Type II topoisomerases are topoisomerases that cut both strands of the DNA helix simultaneously in order to manage DNA tangles and supercoils. They use the hydrolysis of ATP, unlike Type I topoisomerase. In this process, these enzymes change the linking number of circular DNA by ±2. Topoisomerases are ubiquitous enzymes, found in all living organisms.

In animals, topoisomerase II is a chemotherapy target. In prokaryotes, gyrase is an antibacterial target. Indeed, these enzymes are of interest for a wide range of effects.

==Function==
Type II topoisomerases increase or decrease the linking number of a DNA loop by 2 units, and it promotes chromosome disentanglement. For example, DNA gyrase, a type II topoisomerase observed in E. coli and most other prokaryotes, introduces negative supercoils and decreases the linking number by 2. Gyrase is also able to remove knots from the bacterial chromosome. Along with gyrase, most prokaryotes also contain a second type IIA topoisomerase, termed topoisomerase IV. Gyrase and topoisomerase IV differ by their C-terminal domains, which is believed to dictate substrate specificity and functionality for these two enzymes. Footprinting indicates that gyrase, which forms a 140-base-pair footprint and wraps DNA, introduces negative supercoils, while topoisomerase IV, which forms a 28-base-pair footprint, does not wrap DNA.

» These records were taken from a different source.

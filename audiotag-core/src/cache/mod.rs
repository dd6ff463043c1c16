//! Three logical key-value stores (spec.md §4.2): fingerprint → match
//! list, recording-id → metadata record, artist+title → lyrics. Each is
//! backed by either an in-memory map or the shared persistent database,
//! selected once at orchestrator construction (`AppSettings.usePersistentCache`).

mod memory;
mod sqlite;

pub use memory::MemoryCache;
pub use sqlite::SqliteCache;

use async_trait::async_trait;
use audiotag_common::error::Result;
use serde::{de::DeserializeOwned, Serialize};

/// A single logical cache. `put`/`get` carry `Option<V>` so that a
/// "not found" result can itself be cached (avoiding repeat queries
/// against a dead lookup), distinct from a genuine cache miss.
#[async_trait]
pub trait Cache<V>: Send + Sync
where
    V: Serialize + DeserializeOwned + Clone + Send + Sync,
{
    /// `None` = cache miss (key never stored). `Some(None)` = a cached
    /// negative result. `Some(Some(v))` = a cached positive result.
    async fn get(&self, key: &str) -> Result<Option<Option<V>>>;
    async fn put(&self, key: &str, value: Option<V>) -> Result<()>;
    async fn has(&self, key: &str) -> Result<bool>;
    async fn delete(&self, key: &str) -> Result<()>;
    async fn clear(&self) -> Result<()>;
    async fn size(&self) -> Result<usize>;
}

/// Aggregate counters exposed over the orchestrator surface (spec.md §6).
#[derive(Debug, Clone, Default)]
pub struct CacheStats {
    pub fingerprints: usize,
    pub metadata: usize,
    pub lyrics: usize,
    pub total_entries: usize,
    pub size_bytes: u64,
    pub is_persistent: bool,
}

/// Normalises a cache lookup key per spec.md §3: `lower(trim(artist)) + "|" + lower(trim(title))`.
pub fn lyrics_key(artist: &str, title: &str) -> String {
    format!(
        "{}|{}",
        artist.trim().to_lowercase(),
        title.trim().to_lowercase()
    )
}

use crate::types::{CanonicalMetadata, FingerprintResult};
use std::sync::Arc;

/// The three caches the orchestrator wires up, behind whichever backend
/// `AppSettings.usePersistentCache` selected at construction.
pub struct CacheBundle {
    pub fingerprints: Arc<dyn Cache<Vec<FingerprintResult>>>,
    pub metadata: Arc<dyn Cache<CanonicalMetadata>>,
    pub lyrics: Arc<dyn Cache<String>>,
    is_persistent: bool,
    pool: Option<sqlx::SqlitePool>,
}

impl CacheBundle {
    pub fn in_memory() -> Self {
        Self {
            fingerprints: Arc::new(MemoryCache::new()),
            metadata: Arc::new(MemoryCache::new()),
            lyrics: Arc::new(MemoryCache::new()),
            is_persistent: false,
            pool: None,
        }
    }

    pub async fn persistent(db_path: &std::path::Path) -> Result<Self> {
        let pool = audiotag_common::db::open_wal_pool(db_path).await?;
        Ok(Self {
            fingerprints: Arc::new(SqliteCache::new(pool.clone(), "fingerprints").await?),
            metadata: Arc::new(SqliteCache::new(pool.clone(), "metadata").await?),
            lyrics: Arc::new(SqliteCache::new(pool.clone(), "lyrics").await?),
            is_persistent: true,
            pool: Some(pool),
        })
    }

    pub async fn stats(&self) -> Result<CacheStats> {
        let fingerprints = self.fingerprints.size().await?;
        let metadata = self.metadata.size().await?;
        let lyrics = self.lyrics.size().await?;
        let size_bytes = match &self.pool {
            Some(_) => self.size_bytes().await.unwrap_or(0),
            None => 0,
        };
        Ok(CacheStats {
            fingerprints,
            metadata,
            lyrics,
            total_entries: fingerprints + metadata + lyrics,
            size_bytes,
            is_persistent: self.is_persistent,
        })
    }

    async fn size_bytes(&self) -> Result<u64> {
        let Some(pool) = &self.pool else {
            return Ok(0);
        };
        let row: (i64, i64) = sqlx::query_as(
            "SELECT page_count, page_size FROM pragma_page_count(), pragma_page_size()",
        )
        .fetch_one(pool)
        .await?;
        Ok((row.0 * row.1) as u64)
    }

    pub async fn clear_all(&self) -> Result<()> {
        self.fingerprints.clear().await?;
        self.metadata.clear().await?;
        self.lyrics.clear().await?;
        Ok(())
    }

    pub async fn close(&self) {
        if let Some(pool) = &self.pool {
            pool.close().await;
        }
    }
}

#[cfg(test)]
mod tests {
    use super::*;

    #[test]
    fn lyrics_key_normalises_case_and_whitespace() {
        assert_eq!(lyrics_key("  Queen ", "Bohemian Rhapsody"), "queen|bohemian rhapsody");
        assert_eq!(lyrics_key("queen", "BOHEMIAN RHAPSODY"), lyrics_key("Queen", "Bohemian Rhapsody"));
    }
}
//! TheAudioDB client (spec.md §4.5 step 3).

use crate::limiter::IntervalLimiter;
use crate::types::AlbumArt;
use serde::Deserialize;
use std::time::Duration;

const SEARCH_URL: &str = "https://www.theaudiodb.com/api/v1/json/2/searchalbum.php";

#[derive(Debug, Deserialize)]
struct SearchResponse {
    album: Option<Vec<AlbumHit>>,
}

#[derive(Debug, Deserialize)]
struct AlbumHit {
    #[serde(rename = "strAlbumThumb")]
    thumb: Option<String>,
}

pub struct TheAudioDbClient {
    http: reqwest::Client,
    limiter: IntervalLimiter,
}

impl TheAudioDbClient {
    pub fn new() -> Self {
        Self {
            http: reqwest::Client::builder()
                .timeout(Duration::from_secs(15))
                .build()
                .expect("reqwest client builds"),
            limiter: IntervalLimiter::from_millis(500),
        }
    }

    pub async fn cover(&self, artist: &str, album: &str) -> Option<AlbumArt> {
        self.limiter.acquire().await.ok()?;
        let response = self
            .http
            .get(SEARCH_URL)
            .query(&[("s", artist), ("a", album)])
            .send()
            .await
            .ok()?;
        if !response.status().is_success() {
            return None;
        }
        let body: SearchResponse = response.json().await.ok()?;
        let thumb_url = body.album?.into_iter().next()?.thumb?;
        download(&self.http, &thumb_url).await
    }
}

impl Default for TheAudioDbClient {
    fn default() -> Self {
        Self::new()
    }
}

async fn download(http: &reqwest::Client, url: &str) -> Option<AlbumArt> {
    let response = http.get(url).send().await.ok()?;
    if !response.status().is_success() {
        return None;
    }
    let mime_type = response
        .headers()
        .get(reqwest::header::CONTENT_TYPE)
        .and_then(|v| v.to_str().ok())
        .unwrap_or("image/jpeg")
        .to_string();
    let bytes = response.bytes().await.ok()?.to_vec();
    Some(AlbumArt { bytes, mime_type })
}
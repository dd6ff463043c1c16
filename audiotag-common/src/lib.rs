//! # audiotag-common
//!
//! Shared primitives used by the batch tagging engine:
//! - the pipeline-wide error taxonomy
//! - platform directory resolution and `AppSettings` persistence
//! - the structured, file-rotating logger
//! - a WAL-journaled SQLite pool helper for the persistent caches
//! - small time-parsing helpers

pub mod config;
pub mod db;
pub mod error;
pub mod logging;
pub mod time;

pub use error::{Error, Result};
//! WAL-journaled SQLite pool construction, shared by every persistent cache.

use crate::error::Result;
use sqlx::sqlite::SqlitePoolOptions;
use sqlx::SqlitePool;
use std::path::Path;

/// Open (creating if absent) a SQLite database with WAL journaling enabled,
/// per spec.md §4.2/§6. Callers run their own `CREATE TABLE IF NOT EXISTS`
/// statements against the returned pool.
pub async fn open_wal_pool(db_path: &Path) -> Result<SqlitePool> {
    if let Some(parent) = db_path.parent() {
        tokio::fs::create_dir_all(parent).await?;
    }

    let db_url = format!("sqlite://{}?mode=rwc", db_path.display());
    let pool = SqlitePoolOptions::new()
        .max_connections(4)
        .connect(&db_url)
        .await?;

    sqlx::query("PRAGMA journal_mode=WAL").execute(&pool).await?;
    sqlx::query("PRAGMA synchronous=NORMAL").execute(&pool).await?;

    Ok(pool)
}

Eukaryotic type II topoisomerase cannot introduce supercoils; it can only relax them.

The roles of type IIB topoisomerases are less understood. Unlike type IIA topoisomerases, type IIB topoisomerases cannot simplify DNA topology (see below), but they share several structural features with type IIA topoisomerases.

==Topology simplification==
Type IIA topoisomerases are essential in the separation of entangled daughter strands during replication. This function is believed to be performed by topoisomerase II in eukaryotes and by topoisomerase IV in prokaryotes. Failure to separate these strands leads to cell death. Type IIA topoisomerases have the special ability to relax DNA to a state below that of thermodynamic equilibrium, a feature unlike type IA, IB, and IIB topoisomerases. This ability, known as topology simplification, was first identified by Rybenkov et al. The hydrolysis of ATP drives this simplification, but a clear molecular mechanism for this simplification is still lacking. Several models to explain this phenomenon have been proposed, including two models that rely on the ability of type IIA topoisomerases to recognize bent DNA duplexes. Biochemistry, electron microscopy, and recent structures of topoisomerase II bound to DNA reveal that type IIA topoisomerases bind at the apices of DNA, supporting this model.

==Classification==

There are two subclasses of type II topoisomerases, type IIA and IIB.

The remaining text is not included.